» Work to be completed
Across the records that follow, how many lines contain the string "adapters"? Answer with the number only.

» Entries provided
☆ ☆ ☆ ☆

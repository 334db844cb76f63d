use lambda_deploy_core::config::DeploymentConfig;
use lambda_deploy_core::stages::Stage;
use serde_json::json;

use crate::adapters::registry::{ContainerRegistry, RepositoryCreation, RepositoryInfo};
use crate::error::DeployError;
use crate::logging::log_info;
use crate::stages::StageOutcome;

const COMPONENT: &str = "registry";

/// Ensures the repository exists and records its URI. An existing repository
/// is only read, never reconfigured.
pub fn provision_registry(
    registry: &dyn ContainerRegistry,
    config: &mut DeploymentConfig,
) -> Result<StageOutcome, DeployError> {
    let name = config.ecr_repo_name.clone();

    let (repository, created) = match registry
        .describe_repository(&name)
        .map_err(|message| DeployError::aws("DescribeRepositories", message))?
    {
        Some(existing) => {
            log_info(
                COMPONENT,
                "repository_found",
                json!({ "repository": name.clone(), "uri": existing.uri.clone() }),
            );
            (existing, false)
        }
        None => create_repository(registry, &name)?,
    };

    config.ecr_uri = Some(repository.uri.clone());

    Ok(StageOutcome::new(
        Stage::Registry,
        if created {
            format!("created {}", repository.uri)
        } else {
            format!("using existing {}", repository.uri)
        },
        json!({
            "repository": repository.name,
            "uri": repository.uri,
            "created": created,
            "scan_on_push": repository.scan_on_push,
        }),
    ))
}

fn create_repository(
    registry: &dyn ContainerRegistry,
    name: &str,
) -> Result<(RepositoryInfo, bool), DeployError> {
    match registry
        .create_repository(name, true)
        .map_err(|message| DeployError::aws("CreateRepository", message))?
    {
        RepositoryCreation::Created(repository) => {
            log_info(
                COMPONENT,
                "repository_created",
                json!({ "repository": name, "uri": repository.uri.clone() }),
            );
            Ok((repository, true))
        }
        RepositoryCreation::AlreadyExists => {
            log_info(
                COMPONENT,
                "repository_created_concurrently",
                json!({ "repository": name }),
            );
            let repository = registry
                .describe_repository(name)
                .map_err(|message| DeployError::aws("DescribeRepositories", message))?
                .ok_or_else(|| {
                    DeployError::aws(
                        "DescribeRepositories",
                        format!("repository '{name}' reported as existing but not found"),
                    )
                })?;
            Ok((repository, false))
        }
    }
}
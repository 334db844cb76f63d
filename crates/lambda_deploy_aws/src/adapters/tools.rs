use std::process::Command;

pub trait ToolProbe {
    /// First line of `<program> --version`, or `None` if it cannot be run.
    fn version(&self, program: &str) -> Option<String>;
}

#[derive(Debug, Default, Clone, Copy)]
pub struct CommandToolProbe;

impl ToolProbe for CommandToolProbe {
    fn version(&self, program: &str) -> Option<String> {
        let output = Command::new(program).arg("--version").output().ok()?;
        if !output.status.success() {
            return None;
        }
        let stdout = String::from_utf8_lossy(&output.stdout);
        let stderr = String::from_utf8_lossy(&output.stderr);
        stdout
            .lines()
            .chain(stderr.lines())
            .map(str::trim)
            .find(|line| !line.is_empty())
            .map(str::to_string)
    }
}
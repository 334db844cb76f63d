use serde::Serialize;

#[derive(Debug, Clone, Copy, PartialEq, Eq)]
pub struct ToolRequirement {
    pub program: &'static str,
    pub description: &'static str,
    pub required: bool,
    pub remediation: &'static str,
}

pub const DEFAULT_TOOLS: [ToolRequirement; 3] = [
    ToolRequirement {
        program: "docker",
        description: "container engine used to build and push the image",
        required: true,
        remediation: "install Docker (https://docs.docker.com/get-docker/) and make sure the daemon is running",
    },
    ToolRequirement {
        program: "aws",
        description: "AWS CLI, useful for manual console-side steps",
        required: false,
        remediation: "install the AWS CLI v2 and run `aws configure`",
    },
    ToolRequirement {
        program: "python3",
        description: "runs the service test-suite locally",
        required: false,
        remediation: "install Python 3.10+",
    },
];

#[derive(Debug, Clone, PartialEq, Eq, Serialize)]
pub struct ToolStatus {
    pub program: String,
    pub description: String,
    pub required: bool,
    pub found: bool,
    #[serde(skip_serializing_if = "Option::is_none")]
    pub version: Option<String>,
    #[serde(skip_serializing_if = "Option::is_none")]
    pub remediation: Option<String>,
}

#[derive(Debug, Clone, PartialEq, Eq, Serialize)]
pub struct PreflightReport {
    pub tools: Vec<ToolStatus>,
}

impl PreflightReport {
    pub fn missing_required(&self) -> impl Iterator<Item = &ToolStatus> {
        self.tools.iter().filter(|tool| tool.required && !tool.found)
    }

    pub fn passed(&self) -> bool {
        self.missing_required().next().is_none()
    }
}

/// Probes every tool. `probe` returns the first line of `<tool> --version`,
/// or `None` when the tool cannot be run.
pub fn run_checklist(
    tools: &[ToolRequirement],
    mut probe: impl FnMut(&str) -> Option<String>,
) -> PreflightReport {
    let tools = tools
        .iter()
        .map(|tool| {
            let version = probe(tool.program);
            let found = version.is_some();
            ToolStatus {
                program: tool.program.to_string(),
                description: tool.description.to_string(),
                required: tool.required,
                found,
                version,
                remediation: (!found).then(|| tool.remediation.to_string()),
            }
        })
        .collect();
    PreflightReport { tools }
}

#[cfg(test)]
mod tests {
    use super::*;

    #[test]
    fn missing_optional_tool_still_passes() {
        let report = run_checklist(&DEFAULT_TOOLS, |program| {
            (program == "docker").then(|| "Docker version 27.0.3".to_string())
        });

        assert!(report.passed());
        let aws = &report.tools[1];
        assert!(!aws.found);
        assert!(aws.remediation.is_some());
    }

    #[test]
    fn missing_docker_fails() {
        let report = run_checklist(&DEFAULT_TOOLS, |_| None);
        assert!(!report.passed());
        let missing: Vec<_> = report.missing_required().map(|t| t.program.as_str()).collect();
        assert_eq!(missing, vec!["docker"]);
    }
}
//! AWS-oriented adapters, stage handlers and the `deploy` CLI.
//!
//! Stage handlers talk to the outside world only through the traits in
//! [`adapters`]; [`clients`] provides the AWS SDK, Docker CLI and HTTP
//! implementations, and tests substitute in-memory fakes.

pub mod adapters;
pub mod cli;
pub mod clients;
pub mod error;
pub mod logging;
pub mod pipeline;
pub mod stages;
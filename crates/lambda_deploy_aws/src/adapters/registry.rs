use base64::{engine::general_purpose::STANDARD as BASE64, Engine as _};
use chrono::{DateTime, Utc};

#[derive(Debug, Clone, PartialEq, Eq)]
pub struct RepositoryInfo {
    pub name: String,
    pub uri: String,
    pub scan_on_push: bool,
}

#[derive(Debug, Clone, PartialEq, Eq)]
pub enum RepositoryCreation {
    Created(RepositoryInfo),
    /// Someone created it between our describe and create calls.
    AlreadyExists,
}

#[derive(Debug, Clone, PartialEq, Eq)]
pub struct RegistryCredentials {
    pub registry: String,
    pub username: String,
    pub password: String,
    pub expires_at: DateTime<Utc>,
}

#[derive(Debug, Clone, PartialEq, Eq)]
pub struct ImageDetail {
    pub digest: String,
    pub tags: Vec<String>,
    pub pushed_at: Option<DateTime<Utc>>,
    pub size_bytes: Option<i64>,
}

pub trait ContainerRegistry {
    fn describe_repository(&self, name: &str) -> Result<Option<RepositoryInfo>, String>;

    fn create_repository(
        &self,
        name: &str,
        scan_on_push: bool,
    ) -> Result<RepositoryCreation, String>;

    fn authorization(&self) -> Result<RegistryCredentials, String>;

    /// Images carrying `tag`; an unknown tag is an empty list, not an error.
    fn describe_images(&self, repository: &str, tag: &str) -> Result<Vec<ImageDetail>, String>;
}

/// Splits an ECR authorization token (`base64("user:password")`).
pub fn decode_authorization_token(token: &str) -> Result<(String, String), String> {
    let decoded = BASE64
        .decode(token.trim().as_bytes())
        .map_err(|error| format!("authorization token is not base64: {error}"))?;
    let decoded = String::from_utf8(decoded)
        .map_err(|error| format!("authorization token is not UTF-8: {error}"))?;
    let (username, password) = decoded
        .split_once(':')
        .ok_or_else(|| "authorization token is not of the form user:password".to_string())?;
    Ok((username.to_string(), password.to_string()))
}

/// ECR reports `https://<host>`; docker wants the bare host.
pub fn registry_from_endpoint(proxy_endpoint: &str) -> String {
    proxy_endpoint
        .trim_start_matches("https://")
        .trim_start_matches("http://")
        .trim_end_matches('/')
        .to_string()
}

#[cfg(test)]
mod tests {
    use super::*;

    #[test]
    fn decodes_user_and_password() {
        let token = BASE64.encode("AWS:eyJwYXlsb2FkIjoi");
        let (username, password) = decode_authorization_token(&token).expect("token decodes");
        assert_eq!(username, "AWS");
        assert_eq!(password, "eyJwYXlsb2FkIjoi");
    }

    #[test]
    fn rejects_token_without_separator() {
        let token = BASE64.encode("no-separator");
        assert!(decode_authorization_token(&token).is_err());
        assert!(decode_authorization_token("%%%").is_err());
    }

    #[test]
    fn strips_scheme_from_proxy_endpoint() {
        assert_eq!(
            registry_from_endpoint("https://123456789012.dkr.ecr.us-east-1.amazonaws.com"),
            "123456789012.dkr.ecr.us-east-1.amazonaws.com"
        );
    }
}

☆ ☆ ☆ ☆

» Result of the task
6